Isto leva-nos à história dos hebreus, que na sua origem dedicavam-se principalmente à pastorícia. Os seus vizinhos mesopotâmicos (mais tarde designados por babilónios) foram, por outro lado, os inventores da agricultura, tendo retirado desta actividade grande riqueza e poder. Daí a rivalidade entre pastores e agricultores.

Na história de Génesis, o ataque de ciúmes de Caim foi desencadeado na sequência de oferendas que ambos irmãos fizeram a Deus: Caim ofereceu vegetais do seu cultivo enquanto Abel ofereceu umas boas peças de gado. Parece que Deus não gostou da oferta vegetariana de Caim e aprovou apenas a oferta de Abel.

Mas, no fim de contas, Caim conseguiu ganhar o respeito de Deus, porque Deus só lhe dirigiu uma repreensão verbal e, logo a seguir, até prometeu-lhe protecção (“... E pôs o Senhor um sinal em Caim, para que não o ferisse quem quer que o encontrasse”, Génesis 4:15).

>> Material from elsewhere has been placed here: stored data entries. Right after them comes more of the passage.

//! Uniform CRUD handlers, dispatched on the `{resource}` path segment.
//! Every handler follows the same terminal state machine: validate, acquire
//! a scoped connection, execute one repository operation, map the outcome,
//! release. Validation failures skip connection acquisition entirely.

use axum::extract::{Path, State};
use axum::response::Json;
use serde_json::Value;

use super::{ops, AppState};
use crate::api::format;
use crate::db::Repository;
use crate::error::ApiError;
use crate::schema::{self, entities::Resource};

fn resolve(segment: &str) -> Result<&'static Resource, ApiError> {
    schema::entities::lookup(segment)
        .ok_or_else(|| ApiError::not_found(format!("unknown resource: {}", segment)))
}

/// GET /{resource}
pub async fn collection_get(
    State(state): State<AppState>,
    Path(segment): Path<String>,
) -> Result<Json<Value>, ApiError> {
    let resource = resolve(&segment)?;
    let limit = state.read_limit;
    let data = state
        .provider
        .scoped(|db| async move { ops::list(&Repository::new(&db, resource.collection), limit).await })
        .await?;
    Ok(Json(format::ok(data)))
}

/// POST /{resource}
pub async fn collection_post(
    State(state): State<AppState>,
    Path(segment): Path<String>,
    Json(payload): Json<Value>,
) -> Result<Json<Value>, ApiError> {
    let resource = resolve(&segment)?;
    let document = resource.schema().validate(&payload)?;
    let data = state
        .provider
        .scoped(|db| async move {
            ops::create(&Repository::new(&db, resource.collection), document, resource.stamp_field)
                .await
        })
        .await?;
    Ok(Json(format::ok(data)))
}

/// DELETE /{resource} - bulk, clears the collection
pub async fn collection_delete(
    State(state): State<AppState>,
    Path(segment): Path<String>,
) -> Result<Json<Value>, ApiError> {
    let resource = resolve(&segment)?;
    let data = state
        .provider
        .scoped(|db| async move { ops::remove_all(&Repository::new(&db, resource.collection)).await })
        .await?;
    Ok(Json(format::ok(data)))
}

/// GET /{resource}/{id}
pub async fn record_get(
    State(state): State<AppState>,
    Path((segment, id)): Path<(String, String)>,
) -> Result<Json<Value>, ApiError> {
    let resource = resolve(&segment)?;
    schema::object_id(&id)?;
    let data = state
        .provider
        .scoped(|db| async move { ops::fetch(&Repository::new(&db, resource.collection), &id).await })
        .await?;
    Ok(Json(format::ok(data)))
}

/// PUT /{resource}/{id} - full-document replace
pub async fn record_put(
    State(state): State<AppState>,
    Path((segment, id)): Path<(String, String)>,
    Json(payload): Json<Value>,
) -> Result<Json<Value>, ApiError> {
    let resource = resolve(&segment)?;
    schema::object_id(&id)?;
    let document = resource.schema().validate(&payload)?;
    let data = state
        .provider
        .scoped(|db| async move {
            ops::replace(&Repository::new(&db, resource.collection), &id, document, resource.stamp_field)
                .await
        })
        .await?;
    Ok(Json(format::ok(data)))
}

/// DELETE /{resource}/{id}
pub async fn record_delete(
    State(state): State<AppState>,
    Path((segment, id)): Path<(String, String)>,
) -> Result<Json<Value>, ApiError> {
    let resource = resolve(&segment)?;
    schema::object_id(&id)?;
    let data = state
        .provider
        .scoped(|db| async move { ops::remove(&Repository::new(&db, resource.collection), &id).await })
        .await?;
    Ok(Json(format::ok(data)))
}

Caim tinha medo de ser encontrado e morto em punição do seu crime, por isso foi viver para a terra de Node (que, em hebraico, significa “Fuga”), onde se estabeleceu com a sua mulher (Génesis 4:13-17).

Esta história acaba sem deixar resposta para as seguintes questões:
  • Caim tinha medo de quem?
  • Por que é que Deus prometeu-lhe protecção?
  • Foi ele que fundou a terra de Node ou já existia como povoação?
  • Quem era a mulher de Caim?

O primeiro pecado


A Árvore do Conhecimento

Deus avisou Adão, o primeiro homem, que não poderia comer o fruto da “árvore do conhecimento do bem e do mal” pois morreria, isto é, perderia a imortalidade. Poderíamos dizer que esta árvore simbolizaria a emancipação do Homem perante Deus, pois, ao comer do fruto, o Homem passaria a poder distinguir o bem do mal. Deus teria, portanto, receio que o Homem se tornasse auto-suficiente nas suas escolhas morais.

Por outro lado, poderíamos arrojar uma interpretação mais adaptada aos nossos dias. Considerando que o “conhecimento do bem e do mal” constitui a totalidade do conhecimento, a árvore que Deus referia era, portanto, a Ciência. Seria um aviso divino para o Homem não se aventurar pelos caminhos do conhecimento, pois, embora libertasse o homem da sua dependência de Deus, seria o caminho para a sua morte.

Digamos que a interpretação deste “aviso divino” estaria de acordo com os cenários apocalípticos modernos que são baseados num contexto em que o homem abusou da Ciência e deixou de a controlar. Como exemplo, a cultura do século XX deixou-nos carregados de receios de autodestruição do Homem por causa do abuso da ciência: a guerra nuclear, o buraco do ozono, a desflorestação, o aquecimento global, etc.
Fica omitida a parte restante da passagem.